PROMPT
Search the data for the string "InflationSource" and extract every line where it appears.

----

//! Test utilities for inflatrack-core
//!
//! Provides a small sample dataset, a matching reference table, and a mock
//! World Bank API server for fetch and integration tests.

use std::net::SocketAddr;
use std::sync::atomic::{AtomicUsize, Ordering};
use std::sync::Arc;

use axum::{
    extract::{Path, Query, State},
    http::StatusCode,
    response::{IntoResponse, Response},
    routing::get,
    Json, Router,
};
use serde::Deserialize;
use serde_json::{json, Value};
use tokio::sync::oneshot;

use crate::models::{Dataset, InflationRecord};
use crate::reference::{Coordinates, CountryInfo, CountryReference};

/// Null-valued entries the mock appends after the real records
pub const MOCK_NULL_ENTRIES: usize = 2;

/// Seven reference countries across three regions plus one unknown country
///
/// | Country   | 2019 | 2020 | 2021 | 2022 |
/// |-----------|------|------|------|------|
/// | Germany   | 1.4  | 0.5  | 3.1  | 6.9  |
/// | France    | 1.1  | 0.5  | 1.6  | 5.2  |
/// | Spain     | 0.7  | -0.3 | 3.1  | 8.4  |
/// | Japan     | 0.5  | 0.0  | -0.2 | 2.5  |
/// | China     | 2.9  | 2.4  | 1.0  | 2.0  |
/// | Brazil    | 3.7  | 3.2  | 8.3  | 9.3  |
/// | Argentina | 53.5 | 42.0 | 48.4 | 72.4 |
/// | Atlantis  | 3.0  | 4.0  | 5.0  | 6.0  |
pub fn sample_dataset() -> Dataset {
    let table: &[(&str, &str, [f64; 4])] = &[
        ("Germany", "DEU", [1.4, 0.5, 3.1, 6.9]),
        ("France", "FRA", [1.1, 0.5, 1.6, 5.2]),
        ("Spain", "ESP", [0.7, -0.3, 3.1, 8.4]),
        ("Japan", "JPN", [0.5, 0.0, -0.2, 2.5]),
        ("China", "CHN", [2.9, 2.4, 1.0, 2.0]),
        ("Brazil", "BRA", [3.7, 3.2, 8.3, 9.3]),
        ("Argentina", "ARG", [53.5, 42.0, 48.4, 72.4]),
        ("Atlantis", "ATL", [3.0, 4.0, 5.0, 6.0]),
    ];

    let mut records = Vec::new();
    for (country, code, values) in table {
        for (i, value) in values.iter().enumerate() {
            records.push(InflationRecord::new(country, code, 2019 + i as i32, *value));
        }
    }
    Dataset::new(records)
}

/// Reference entries for the sample countries (Atlantis deliberately absent)
pub fn sample_reference() -> CountryReference {
    let builtin = CountryReference::builtin();
    let names = [
        "Germany",
        "France",
        "Spain",
        "Japan",
        "China",
        "Brazil",
        "Argentina",
    ];
    CountryReference::from_entries(names.iter().map(|name| {
        builtin.get(name).cloned().unwrap_or_else(|| CountryInfo {
            name: name.to_string(),
            coordinates: Coordinates { lat: 0.0, lon: 0.0 },
            region: "Unknown".to_string(),
        })
    }))
}

/// How the mock answers
#[derive(Debug, Clone, Copy, PartialEq, Eq)]
pub enum MockMode {
    /// Paginated records
    Normal,
    /// `[meta, null]` with zero pages
    Empty,
    /// HTTP 500 on every request
    Fail,
}

#[derive(Clone)]
struct MockState {
    records: Arc<Vec<InflationRecord>>,
    mode: MockMode,
    requests: Arc<AtomicUsize>,
}

/// Mock World Bank API v2 server
pub struct MockWorldBankServer {
    addr: SocketAddr,
    requests: Arc<AtomicUsize>,
    shutdown_tx: Option<oneshot::Sender<()>>,
}

impl MockWorldBankServer {
    /// Serve `dataset` on an available port
    pub async fn start(dataset: Dataset) -> Self {
        Self::start_with_mode(dataset, MockMode::Normal).await
    }

    pub async fn start_with_mode(dataset: Dataset, mode: MockMode) -> Self {
        let requests = Arc::new(AtomicUsize::new(0));
        let state = MockState {
            records: Arc::new(dataset.into_records()),
            mode,
            requests: requests.clone(),
        };

        let app = Router::new()
            .route("/country/all/indicator/:indicator", get(handle_indicator))
            .with_state(state);

        let listener = tokio::net::TcpListener::bind("127.0.0.1:0").await.unwrap();
        let addr = listener.local_addr().unwrap();

        let (shutdown_tx, shutdown_rx) = oneshot::channel();

        tokio::spawn(async move {
            axum::serve(listener, app)
                .with_graceful_shutdown(async {
                    shutdown_rx.await.ok();
                })
                .await
                .unwrap();
        });

        Self {
            addr,
            requests,
            shutdown_tx: Some(shutdown_tx),
        }
    }

    /// Base URL to use as the API root
    pub fn url(&self) -> String {
        format!("http://{}", self.addr)
    }

    /// Number of indicator requests served so far
    pub fn requests(&self) -> usize {
        self.requests.load(Ordering::SeqCst)
    }

    pub fn stop(&mut self) {
        if let Some(tx) = self.shutdown_tx.take() {
            let _ = tx.send(());
        }
    }
}

impl Drop for MockWorldBankServer {
    fn drop(&mut self) {
        self.stop();
    }
}

#[derive(Debug, Deserialize)]
struct IndicatorQuery {
    date: Option<String>,
    per_page: Option<usize>,
    page: Option<usize>,
}

fn parse_range(date: Option<&str>) -> (i32, i32) {
    date.and_then(|d| d.split_once(':'))
        .and_then(|(a, b)| Some((a.parse().ok()?, b.parse().ok()?)))
        .unwrap_or((i32::MIN, i32::MAX))
}

async fn handle_indicator(
    State(state): State<MockState>,
    Path(indicator): Path<String>,
    Query(query): Query<IndicatorQuery>,
) -> Response {
    state.requests.fetch_add(1, Ordering::SeqCst);
    let per_page = query.per_page.unwrap_or(50).max(1);
    let page = query.page.unwrap_or(1).max(1);

    match state.mode {
        MockMode::Fail => {
            return (StatusCode::INTERNAL_SERVER_ERROR, "upstream exploded").into_response();
        }
        MockMode::Empty => {
            return Json(json!([
                {"page": 1, "pages": 0, "per_page": per_page, "total": 0},
                null
            ]))
            .into_response();
        }
        MockMode::Normal => {}
    }

    let (from, to) = parse_range(query.date.as_deref());
    let mut entries: Vec<Value> = state
        .records
        .iter()
        .filter(|r| r.year >= from && r.year <= to)
        .map(|r| {
            json!({
                "indicator": {"id": indicator, "value": "Inflation, consumer prices (annual %)"},
                "country": {"id": &r.country_code[..2.min(r.country_code.len())], "value": r.country},
                "countryiso3code": r.country_code,
                "date": r.year.to_string(),
                "value": r.inflation,
                "unit": "",
                "obs_status": "",
                "decimal": 1
            })
        })
        .collect();
    for _ in 0..MOCK_NULL_ENTRIES {
        entries.push(json!({
            "indicator": {"id": indicator, "value": "Inflation, consumer prices (annual %)"},
            "country": {"id": "XX", "value": "Nowhere"},
            "countryiso3code": "XXX",
            "date": "2020",
            "value": null,
            "unit": "",
            "obs_status": "",
            "decimal": 1
        }));
    }

    let total = entries.len();
    let pages = total.div_ceil(per_page);
    let start = ((page - 1) * per_page).min(total);
    let end = (start + per_page).min(total);

    Json(json!([
        {"page": page, "pages": pages, "per_page": per_page.to_string(), "total": total},
        &entries[start..end]
    ]))
    .into_response()
}
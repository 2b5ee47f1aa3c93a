//! Time-boxed dataset cache shared by all requests
//!
//! The store owns the only copy of the fetched table. Requests read it through
//! [`DatasetStore::current`], which re-fetches once the entry is older than the
//! configured TTL. A failed re-fetch keeps serving the previous table.

use std::sync::Arc;

use chrono::{DateTime, Duration, Utc};
use serde::Serialize;
use tokio::sync::RwLock;
use tracing::{info, warn};

use inflatrack_core::{Dataset, InflationSource, Result, TimedCache};

/// Cache bookkeeping reported by `/api/meta`
#[derive(Debug, Clone, Serialize)]
pub struct CacheStatus {
    pub source: String,
    pub fetched_at: DateTime<Utc>,
    pub expires_at: DateTime<Utc>,
    pub age_secs: i64,
    pub records: usize,
}

pub struct DatasetStore {
    source: Arc<dyn InflationSource>,
    ttl: Duration,
    cache: RwLock<Option<TimedCache<Arc<Dataset>>>>,
}

impl DatasetStore {
    pub fn new(source: Arc<dyn InflationSource>, ttl: Duration) -> Self {
        Self {
            source,
            ttl,
            cache: RwLock::new(None),
        }
    }

    pub fn source_name(&self) -> &str {
        self.source.name()
    }

    pub fn ttl(&self) -> Duration {
        self.ttl
    }

    /// The cached dataset, fetching it first when missing or stale
    pub async fn current(&self) -> Result<Arc<Dataset>> {
        {
            let guard = self.cache.read().await;
            if let Some(entry) = guard.as_ref() {
                if !entry.is_stale(Utc::now(), self.ttl) {
                    return Ok(entry.value().clone());
                }
            }
        }

        let mut guard = self.cache.write().await;

        // Another request may have refreshed while we waited for the lock
        if let Some(entry) = guard.as_ref() {
            if !entry.is_stale(Utc::now(), self.ttl) {
                return Ok(entry.value().clone());
            }
        }

        match self.source.fetch().await {
            Ok(dataset) => {
                info!(
                    source = self.source.name(),
                    records = dataset.len(),
                    "Dataset loaded"
                );
                let dataset = Arc::new(dataset);
                *guard = Some(TimedCache::fresh(dataset.clone()));
                Ok(dataset)
            }
            Err(e) => match guard.as_ref() {
                Some(entry) => {
                    warn!(
                        error = %e,
                        age_secs = entry.age(Utc::now()).num_seconds(),
                        "Refresh failed, serving cached dataset"
                    );
                    Ok(entry.value().clone())
                }
                None => Err(e),
            },
        }
    }

    /// Fetch now regardless of the entry's age
    ///
    /// On failure the previous entry stays in place and the error is returned.
    pub async fn refresh(&self) -> Result<Arc<Dataset>> {
        let dataset = Arc::new(self.source.fetch().await?);
        let mut guard = self.cache.write().await;
        *guard = Some(TimedCache::fresh(dataset.clone()));
        info!(
            source = self.source.name(),
            records = dataset.len(),
            "Dataset refreshed"
        );
        Ok(dataset)
    }

    pub async fn status(&self) -> Option<CacheStatus> {
        let guard = self.cache.read().await;
        guard.as_ref().map(|entry| CacheStatus {
            source: self.source.name().to_string(),
            fetched_at: entry.fetched_at,
            expires_at: entry.expires_at(self.ttl),
            age_secs: entry.age(Utc::now()).num_seconds(),
            records: entry.value().len(),
        })
    }

    /// Replace the cache entry (used to age entries in tests)
    #[cfg(test)]
    pub(crate) async fn set_entry(&self, entry: TimedCache<Arc<Dataset>>) {
        *self.cache.write().await = Some(entry);
    }
}

#[cfg(test)]
mod tests {
    use super::*;
    use std::sync::atomic::{AtomicUsize, Ordering};

    use async_trait::async_trait;
    use inflatrack_core::test_utils::sample_dataset;
    use inflatrack_core::{Error, StaticSource};

    /// Succeeds on the first fetch, fails afterwards
    struct FlakySource {
        dataset: Dataset,
        calls: AtomicUsize,
    }

    impl FlakySource {
        fn new() -> Self {
            Self {
                dataset: sample_dataset(),
                calls: AtomicUsize::new(0),
            }
        }

        fn calls(&self) -> usize {
            self.calls.load(Ordering::SeqCst)
        }
    }

    #[async_trait]
    impl InflationSource for FlakySource {
        fn name(&self) -> &str {
            "flaky"
        }

        async fn fetch(&self) -> Result<Dataset> {
            if self.calls.fetch_add(1, Ordering::SeqCst) == 0 {
                Ok(self.dataset.clone())
            } else {
                Err(Error::Upstream("offline".to_string()))
            }
        }
    }

    #[tokio::test]
    async fn test_current_fetches_once_while_fresh() {
        let source = Arc::new(FlakySource::new());
        let store = DatasetStore::new(source.clone(), Duration::seconds(3600));

        let first = store.current().await.unwrap();
        let second = store.current().await.unwrap();
        assert_eq!(first.len(), second.len());
        assert_eq!(source.calls(), 1);
    }

    #[tokio::test]
    async fn test_stale_entry_served_when_refetch_fails() {
        let source = Arc::new(FlakySource::new());
        let ttl = Duration::seconds(60);
        let store = DatasetStore::new(source.clone(), ttl);

        let dataset = store.current().await.unwrap();
        store
            .set_entry(TimedCache::new(dataset.clone(), Utc::now() - ttl))
            .await;

        let served = store.current().await.unwrap();
        assert_eq!(served.len(), dataset.len());
        assert_eq!(source.calls(), 2);
        assert!(matches!(store.refresh().await, Err(Error::Upstream(_))));
        assert!(store.status().await.is_some());
    }

    #[tokio::test]
    async fn test_empty_source_propagates_upstream() {
        let store = DatasetStore::new(
            Arc::new(StaticSource::new(Dataset::default())),
            Duration::seconds(60),
        );
        assert!(matches!(store.current().await, Err(Error::Upstream(_))));
        assert!(store.status().await.is_none());
    }

    #[tokio::test]
    async fn test_status_after_load() {
        let store = DatasetStore::new(
            Arc::new(StaticSource::new(sample_dataset())),
            Duration::seconds(3600),
        );
        store.refresh().await.unwrap();

        let status = store.status().await.unwrap();
        assert_eq!(status.source, "static");
        assert_eq!(status.records, sample_dataset().len());
        assert_eq!(status.expires_at - status.fetched_at, Duration::seconds(3600));
    }
}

----

YOUR RESPONSE
use inflatrack_core::{Dataset, InflationSource, Result, TimedCache};
    source: Arc<dyn InflationSource>,
    pub fn new(source: Arc<dyn InflationSource>, ttl: Duration) -> Self {
    impl InflationSource for FlakySource {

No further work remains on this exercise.